=== Exercise objective ===
Scan the entries below for the word "ClusterSolution" and copy every line in which it occurs.

-=-=-

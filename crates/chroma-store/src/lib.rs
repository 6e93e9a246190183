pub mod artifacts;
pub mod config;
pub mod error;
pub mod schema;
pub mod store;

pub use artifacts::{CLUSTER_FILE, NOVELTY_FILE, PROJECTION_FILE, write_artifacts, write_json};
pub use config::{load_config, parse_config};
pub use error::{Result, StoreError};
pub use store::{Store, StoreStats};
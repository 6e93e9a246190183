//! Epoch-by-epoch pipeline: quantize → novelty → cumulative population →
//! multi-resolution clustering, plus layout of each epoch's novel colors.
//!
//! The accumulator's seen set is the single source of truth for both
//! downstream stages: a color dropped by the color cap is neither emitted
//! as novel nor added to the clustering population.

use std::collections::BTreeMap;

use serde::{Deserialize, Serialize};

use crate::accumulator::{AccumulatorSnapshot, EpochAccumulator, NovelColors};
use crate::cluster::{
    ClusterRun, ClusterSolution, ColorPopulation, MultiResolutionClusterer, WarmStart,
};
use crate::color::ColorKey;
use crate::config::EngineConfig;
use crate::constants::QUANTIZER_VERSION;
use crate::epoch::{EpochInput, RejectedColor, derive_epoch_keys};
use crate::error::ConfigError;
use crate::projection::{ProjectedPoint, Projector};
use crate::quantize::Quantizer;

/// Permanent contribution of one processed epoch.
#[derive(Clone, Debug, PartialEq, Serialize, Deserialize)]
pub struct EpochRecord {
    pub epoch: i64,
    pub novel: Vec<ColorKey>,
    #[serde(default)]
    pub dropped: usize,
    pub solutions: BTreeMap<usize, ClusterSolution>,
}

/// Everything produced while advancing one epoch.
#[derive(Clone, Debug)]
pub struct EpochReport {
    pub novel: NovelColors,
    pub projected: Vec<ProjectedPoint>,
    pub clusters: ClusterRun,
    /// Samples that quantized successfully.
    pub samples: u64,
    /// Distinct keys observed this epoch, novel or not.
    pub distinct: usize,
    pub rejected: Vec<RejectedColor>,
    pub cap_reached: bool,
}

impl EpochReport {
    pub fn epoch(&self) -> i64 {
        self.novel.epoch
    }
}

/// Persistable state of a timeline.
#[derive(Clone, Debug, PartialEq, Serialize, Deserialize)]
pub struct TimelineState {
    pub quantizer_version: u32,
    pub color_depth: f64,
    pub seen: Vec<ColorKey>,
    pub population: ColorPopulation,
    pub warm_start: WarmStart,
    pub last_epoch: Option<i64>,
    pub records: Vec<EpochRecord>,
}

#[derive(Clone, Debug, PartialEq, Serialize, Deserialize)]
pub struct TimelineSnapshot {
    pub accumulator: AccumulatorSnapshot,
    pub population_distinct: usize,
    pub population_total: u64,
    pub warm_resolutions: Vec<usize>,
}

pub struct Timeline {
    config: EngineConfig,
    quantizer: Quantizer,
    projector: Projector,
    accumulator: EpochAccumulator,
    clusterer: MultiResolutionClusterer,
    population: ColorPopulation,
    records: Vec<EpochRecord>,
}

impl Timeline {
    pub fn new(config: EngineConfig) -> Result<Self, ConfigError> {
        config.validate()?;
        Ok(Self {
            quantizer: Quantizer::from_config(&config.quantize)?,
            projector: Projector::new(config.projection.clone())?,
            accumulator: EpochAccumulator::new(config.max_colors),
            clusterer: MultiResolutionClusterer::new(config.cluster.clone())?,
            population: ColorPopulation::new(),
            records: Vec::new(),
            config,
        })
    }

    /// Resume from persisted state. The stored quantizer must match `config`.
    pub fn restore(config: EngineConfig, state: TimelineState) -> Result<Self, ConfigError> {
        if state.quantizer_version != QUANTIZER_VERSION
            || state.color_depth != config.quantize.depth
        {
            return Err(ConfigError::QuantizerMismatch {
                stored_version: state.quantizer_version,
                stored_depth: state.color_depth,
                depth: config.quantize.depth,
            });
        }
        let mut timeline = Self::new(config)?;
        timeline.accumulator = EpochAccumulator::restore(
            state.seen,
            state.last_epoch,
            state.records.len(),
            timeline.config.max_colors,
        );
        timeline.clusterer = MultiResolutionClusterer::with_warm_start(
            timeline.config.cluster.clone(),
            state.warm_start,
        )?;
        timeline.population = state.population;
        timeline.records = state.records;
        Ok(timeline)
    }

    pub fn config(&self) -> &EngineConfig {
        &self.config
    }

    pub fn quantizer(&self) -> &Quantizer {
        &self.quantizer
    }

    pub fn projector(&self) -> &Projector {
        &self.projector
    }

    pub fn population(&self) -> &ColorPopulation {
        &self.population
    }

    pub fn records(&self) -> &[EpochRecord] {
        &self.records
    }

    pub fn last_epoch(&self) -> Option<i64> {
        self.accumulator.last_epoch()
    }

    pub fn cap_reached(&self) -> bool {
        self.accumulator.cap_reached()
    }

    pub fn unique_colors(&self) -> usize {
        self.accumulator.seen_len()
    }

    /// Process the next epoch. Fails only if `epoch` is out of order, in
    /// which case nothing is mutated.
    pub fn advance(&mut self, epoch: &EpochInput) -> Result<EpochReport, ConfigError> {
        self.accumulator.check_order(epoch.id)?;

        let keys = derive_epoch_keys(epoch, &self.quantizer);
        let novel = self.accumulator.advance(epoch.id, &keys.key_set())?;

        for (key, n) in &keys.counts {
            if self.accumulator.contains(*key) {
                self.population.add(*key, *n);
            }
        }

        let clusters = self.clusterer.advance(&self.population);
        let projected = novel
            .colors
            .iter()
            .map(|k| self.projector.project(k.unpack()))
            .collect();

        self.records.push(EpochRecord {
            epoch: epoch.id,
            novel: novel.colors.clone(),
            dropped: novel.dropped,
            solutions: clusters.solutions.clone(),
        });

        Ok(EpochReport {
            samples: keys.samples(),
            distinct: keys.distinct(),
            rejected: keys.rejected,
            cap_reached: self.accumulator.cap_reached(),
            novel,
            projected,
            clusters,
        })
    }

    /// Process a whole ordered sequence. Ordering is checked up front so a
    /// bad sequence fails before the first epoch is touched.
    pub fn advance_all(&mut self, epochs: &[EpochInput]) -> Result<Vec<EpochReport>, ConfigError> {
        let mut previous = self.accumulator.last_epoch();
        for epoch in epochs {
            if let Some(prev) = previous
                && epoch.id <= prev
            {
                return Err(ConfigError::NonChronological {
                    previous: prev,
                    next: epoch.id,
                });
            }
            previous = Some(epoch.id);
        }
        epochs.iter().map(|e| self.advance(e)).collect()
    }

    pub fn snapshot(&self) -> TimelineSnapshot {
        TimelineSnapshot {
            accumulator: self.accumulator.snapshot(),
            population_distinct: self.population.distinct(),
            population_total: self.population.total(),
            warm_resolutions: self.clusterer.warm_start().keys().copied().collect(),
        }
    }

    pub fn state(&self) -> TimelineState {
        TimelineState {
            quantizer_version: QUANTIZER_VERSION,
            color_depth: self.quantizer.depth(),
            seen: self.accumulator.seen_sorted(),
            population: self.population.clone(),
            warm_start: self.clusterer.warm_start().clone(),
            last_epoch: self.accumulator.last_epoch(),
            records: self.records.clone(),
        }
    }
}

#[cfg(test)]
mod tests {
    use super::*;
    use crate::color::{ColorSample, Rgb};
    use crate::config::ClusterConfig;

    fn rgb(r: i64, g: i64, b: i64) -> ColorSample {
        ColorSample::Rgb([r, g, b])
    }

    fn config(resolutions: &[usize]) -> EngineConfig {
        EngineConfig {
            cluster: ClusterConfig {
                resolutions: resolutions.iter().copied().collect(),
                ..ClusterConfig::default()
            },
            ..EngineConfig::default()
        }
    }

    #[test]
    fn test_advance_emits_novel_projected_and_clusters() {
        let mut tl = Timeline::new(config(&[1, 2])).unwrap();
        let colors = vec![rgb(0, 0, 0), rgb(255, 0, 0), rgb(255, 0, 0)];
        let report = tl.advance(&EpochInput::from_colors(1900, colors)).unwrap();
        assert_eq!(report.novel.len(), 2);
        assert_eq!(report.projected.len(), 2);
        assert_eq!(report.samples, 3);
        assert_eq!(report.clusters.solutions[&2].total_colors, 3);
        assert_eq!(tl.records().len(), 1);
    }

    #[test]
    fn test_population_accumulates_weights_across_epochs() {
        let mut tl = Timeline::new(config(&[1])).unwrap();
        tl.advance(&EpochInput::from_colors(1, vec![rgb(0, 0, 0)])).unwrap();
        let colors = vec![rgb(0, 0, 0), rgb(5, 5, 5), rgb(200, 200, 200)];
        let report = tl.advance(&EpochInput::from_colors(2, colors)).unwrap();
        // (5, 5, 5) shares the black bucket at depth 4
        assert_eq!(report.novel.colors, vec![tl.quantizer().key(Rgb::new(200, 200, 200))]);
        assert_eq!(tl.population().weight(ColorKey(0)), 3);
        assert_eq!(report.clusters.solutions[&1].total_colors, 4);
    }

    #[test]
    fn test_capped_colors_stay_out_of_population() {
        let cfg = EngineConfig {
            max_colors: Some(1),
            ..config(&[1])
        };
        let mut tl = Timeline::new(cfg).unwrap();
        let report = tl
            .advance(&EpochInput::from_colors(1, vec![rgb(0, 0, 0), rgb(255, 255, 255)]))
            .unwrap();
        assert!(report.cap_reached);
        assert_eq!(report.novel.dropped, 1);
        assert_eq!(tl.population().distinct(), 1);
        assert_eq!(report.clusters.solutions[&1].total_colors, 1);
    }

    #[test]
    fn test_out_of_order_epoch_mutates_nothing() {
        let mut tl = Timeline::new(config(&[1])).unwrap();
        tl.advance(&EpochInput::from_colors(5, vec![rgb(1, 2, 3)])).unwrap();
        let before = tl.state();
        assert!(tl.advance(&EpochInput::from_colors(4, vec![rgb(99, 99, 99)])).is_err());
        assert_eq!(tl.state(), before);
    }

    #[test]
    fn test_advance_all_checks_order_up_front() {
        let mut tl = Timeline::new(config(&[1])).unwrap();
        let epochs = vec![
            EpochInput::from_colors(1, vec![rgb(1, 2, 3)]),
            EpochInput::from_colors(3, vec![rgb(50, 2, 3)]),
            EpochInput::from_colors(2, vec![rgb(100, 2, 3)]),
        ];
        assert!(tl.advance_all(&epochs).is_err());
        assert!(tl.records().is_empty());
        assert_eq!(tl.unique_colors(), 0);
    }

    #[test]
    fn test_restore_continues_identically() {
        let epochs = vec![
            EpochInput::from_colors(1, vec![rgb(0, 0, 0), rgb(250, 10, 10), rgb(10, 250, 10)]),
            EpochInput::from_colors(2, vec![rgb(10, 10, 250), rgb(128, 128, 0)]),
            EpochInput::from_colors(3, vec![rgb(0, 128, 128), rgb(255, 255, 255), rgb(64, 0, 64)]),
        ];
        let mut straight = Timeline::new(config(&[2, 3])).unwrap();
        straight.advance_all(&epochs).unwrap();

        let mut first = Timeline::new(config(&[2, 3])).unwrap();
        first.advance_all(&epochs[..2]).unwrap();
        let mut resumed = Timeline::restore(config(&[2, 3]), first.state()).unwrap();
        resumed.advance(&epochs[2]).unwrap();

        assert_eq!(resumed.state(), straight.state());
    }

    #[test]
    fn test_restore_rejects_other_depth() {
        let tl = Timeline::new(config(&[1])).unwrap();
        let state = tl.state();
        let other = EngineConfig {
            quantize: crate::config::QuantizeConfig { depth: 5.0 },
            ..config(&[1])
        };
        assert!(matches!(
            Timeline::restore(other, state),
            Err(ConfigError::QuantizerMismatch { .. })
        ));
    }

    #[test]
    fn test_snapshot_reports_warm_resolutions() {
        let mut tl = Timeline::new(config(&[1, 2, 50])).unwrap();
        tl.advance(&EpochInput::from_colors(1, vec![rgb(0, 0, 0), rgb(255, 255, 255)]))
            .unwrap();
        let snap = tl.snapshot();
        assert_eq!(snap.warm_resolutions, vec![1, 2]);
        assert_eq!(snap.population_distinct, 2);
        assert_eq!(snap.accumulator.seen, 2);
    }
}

-=-=-

=== Response ===
    ClusterRun, ClusterSolution, ColorPopulation, MultiResolutionClusterer, WarmStart,
    pub solutions: BTreeMap<usize, ClusterSolution>,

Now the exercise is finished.